Em outubro do ano passado, Uma Thurman afirmou "estar demasiado zangada" para comentar o tsunami de alegações sexuais contra Harvey Weinstein. Este sábado, a atriz revelou o que sofreu nas mãos do produtor e fallou pela primeira vez do abuso sexual por um ator 20 anos mais velho.

Pulp Fiction é o começo de tudo. O filme girou os holofotes para Uma Thurman, lançou Quentin Tarantino e tornou Harvey Weinstein num homem rico. Foi em Paris que Uma teve o primeiro indício dos impulsos do produtor que a conduziu de um quarto de hotel para uma sauna.

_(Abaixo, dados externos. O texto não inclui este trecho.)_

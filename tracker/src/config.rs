//! Configuration management for the Coffee Roast Tracker
//!
//! Supports hierarchical configuration loading:
//! 1. Default values in code
//! 2. Configuration files (config/development.toml, config/production.toml)
//! 3. Environment variable overrides with ROASTLOG_ prefix

use std::path::{Path, PathBuf};

use config::{ConfigError, Environment, File};
use serde::Deserialize;

/// Main application configuration
#[derive(Debug, Deserialize, Clone)]
pub struct Config {
    /// Current environment (development, production)
    pub environment: String,

    /// Local storage configuration
    pub storage: StorageConfig,

    /// Logging configuration
    pub logging: LoggingConfig,

    /// Spreadsheet export configuration
    pub export: ExportConfig,
}

#[derive(Debug, Deserialize, Clone)]
pub struct StorageConfig {
    /// SQLite file holding the key-value store
    pub database_path: PathBuf,

    /// Seconds to wait on a locked database file
    pub busy_timeout_secs: u64,
}

#[derive(Debug, Deserialize, Clone)]
pub struct LoggingConfig {
    /// `tracing` filter directive, overridden by RUST_LOG
    pub filter: String,

    /// Emit JSON log lines instead of human-readable ones
    pub json: bool,
}

#[derive(Debug, Deserialize, Clone)]
pub struct ExportConfig {
    /// Directory for exported sheets when no output path is given
    pub directory: PathBuf,
}

impl Config {
    /// Load configuration from files and environment variables
    pub fn load() -> Result<Self, ConfigError> {
        let environment =
            std::env::var("ROASTLOG_ENVIRONMENT").unwrap_or_else(|_| "development".into());
        Self::load_from(Path::new("config"), &environment)
    }

    /// Load configuration with config files looked up in `config_dir`
    pub fn load_from(config_dir: &Path, environment: &str) -> Result<Self, ConfigError> {
        let config = config::Config::builder()
            // Start with default values
            .set_default("environment", environment)?
            .set_default("storage.database_path", "./data/roastlog.sqlite")?
            .set_default("storage.busy_timeout_secs", 30)?
            .set_default("logging.filter", "roastlog=info,roast_tracker=info,sqlx=warn")?
            .set_default("logging.json", false)?
            .set_default("export.directory", "./exports")?
            // Load environment-specific config file
            .add_source(
                File::with_name(&config_dir.join(environment).to_string_lossy()).required(false),
            )
            // Override with environment variables (ROASTLOG_ prefix)
            .add_source(
                Environment::with_prefix("ROASTLOG")
                    .separator("__")
                    .try_parsing(true),
            )
            .build()?;

        config.try_deserialize()
    }

    /// Point storage at a different database file
    pub fn with_database_path(mut self, path: Option<PathBuf>) -> Self {
        if let Some(path) = path {
            self.storage.database_path = path;
        }
        self
    }
}

impl Default for StorageConfig {
    fn default() -> Self {
        Self {
            database_path: PathBuf::from("./data/roastlog.sqlite"),
            busy_timeout_secs: 30,
        }
    }
}
//! Shared setup for the scan, query, and console commands.

use chain_sentinel::Result;
use chain_sentinel::analyzer::AnalyzerClient;
use chain_sentinel::config::Config;
use chain_sentinel::engine::Monitor;
use chain_sentinel::reports::ColorMode;
use clap::Args;
use clap::ValueEnum;
use std::path::PathBuf;
use url::Url;

const LOG_TARGET: &str = "     setup";

/// Log level for diagnostic output
#[derive(Debug, Clone, Copy, PartialEq, Eq, ValueEnum)]
pub enum LogLevel {
    /// No logging output
    None,
    /// Only error messages
    Error,
    /// Warning and error messages
    Warn,
    /// Info, warning, and error messages
    Info,
    /// Debug and above messages
    Debug,
    /// All messages including trace
    Trace,
}

/// Arguments shared by every subcommand
#[derive(Args, Debug)]
pub struct CommonArgs {
    /// Base URL of the analysis service
    #[arg(long, value_name = "URL", env = "SENTINEL_ENDPOINT")]
    pub endpoint: Option<Url>,

    /// Path to configuration file [default: sentinel.toml if present]
    #[arg(long, short = 'c', value_name = "PATH")]
    pub config: Option<PathBuf>,

    /// Control when to use colored output
    #[arg(long, value_name = "WHEN", default_value = "auto")]
    pub color: ColorMode,

    /// Set the logging level for diagnostic output
    #[arg(long, value_name = "LEVEL", default_value = "none", global = true)]
    pub log_level: LogLevel,
}

pub struct Common {
    pub monitor: Monitor,
    pub configured_regions: Option<Vec<String>>,
    colors: bool,
}

impl Common {
    /// Create the monitoring session: logger, config, analyzer client, engine.
    ///
    /// # Errors
    ///
    /// Returns an error if the config cannot be loaded or the HTTP client cannot
    /// be built. An unreachable analysis service only logs a warning here; the
    /// engine degrades per-region instead of failing at startup.
    pub async fn new(args: &CommonArgs) -> Result<Self> {
        Self::init_logging(args.log_level);

        let mut config = Config::load(args.config.as_deref())?;
        if let Some(endpoint) = &args.endpoint {
            config.analyzer_url = endpoint.clone();
        }

        let client = AnalyzerClient::new(config.analyzer_url.clone(), config.timeout())?;

        if let Err(e) = client.health().await {
            log::warn!(target: LOG_TARGET, "Analysis service health check failed: {e:#}");
        }

        Ok(Self {
            monitor: Monitor::new(client),
            configured_regions: config.regions,
            colors: args.color.enabled(),
        })
    }

    /// Whether report output should be colorized.
    #[must_use]
    pub const fn colors(&self) -> bool {
        self.colors
    }

    /// Initialize logger based on log level
    fn init_logging(log_level: LogLevel) {
        if log_level == LogLevel::None {
            return;
        }

        let level = match log_level {
            LogLevel::None => return, // Already checked above, but being explicit
            LogLevel::Error => "error",
            LogLevel::Warn => "warn",
            LogLevel::Info => "info",
            LogLevel::Debug => "debug",
            LogLevel::Trace => "trace",
        };

        let env = env_logger::Env::default().filter_or("RUST_LOG", level);

        env_logger::Builder::from_env(env)
            .format_timestamp(None)
            .format_module_path(false)
            .format_target(matches!(log_level, LogLevel::Debug) || matches!(log_level, LogLevel::Trace))
            .init();
    }
}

"Ali estava eu, vestida de ganga preta - botas, calças, casaco. Estava mesmo calor. Eu disse-lhe: 'Isto é ridículo, o que é que estás a fazer?' Ele ficou irritado comigo e saiu a correr", explicou.

Em Londres, antes das gravações de 'Kill Bill', Weinstein "tentou expor-se e fez todo o tipo de coisas desagradáveis". No dia seguinte, o produtor ofereceu-lhe rosas amarelas e disse-lhe que tinha “bons instintos”. Uma foi aos seus escritórios e ameaçou-o : "Se tu fizeres o que me fizeste naquela noite, vais perder a tua carreira, a tua reputação e a tua família. Eu prometo-te", afirmou ao New York Times.

“Eu sou uma das razões pelas quais uma jovem entraria sozinha no quarto dele, da mesma forma que eu o fiz”, diz a atriz que se sente “terrível” depois de todas as mulheres que foram atacadas depois dela.

Uma Thurman falou ainda abertamente da violação sexual que sofreu aos 16 anos por um ator 20 anos mais velho."Tentei dizer não, chorei, fiz tudo o que podia. Ele disse-me que a porta estava fechada, mas nunca corri para experimentar a maçaneta. Quando cheguei a casa, estava tão zangada pelas minhas mãos não estarem com sangue ou pisadas", confessa.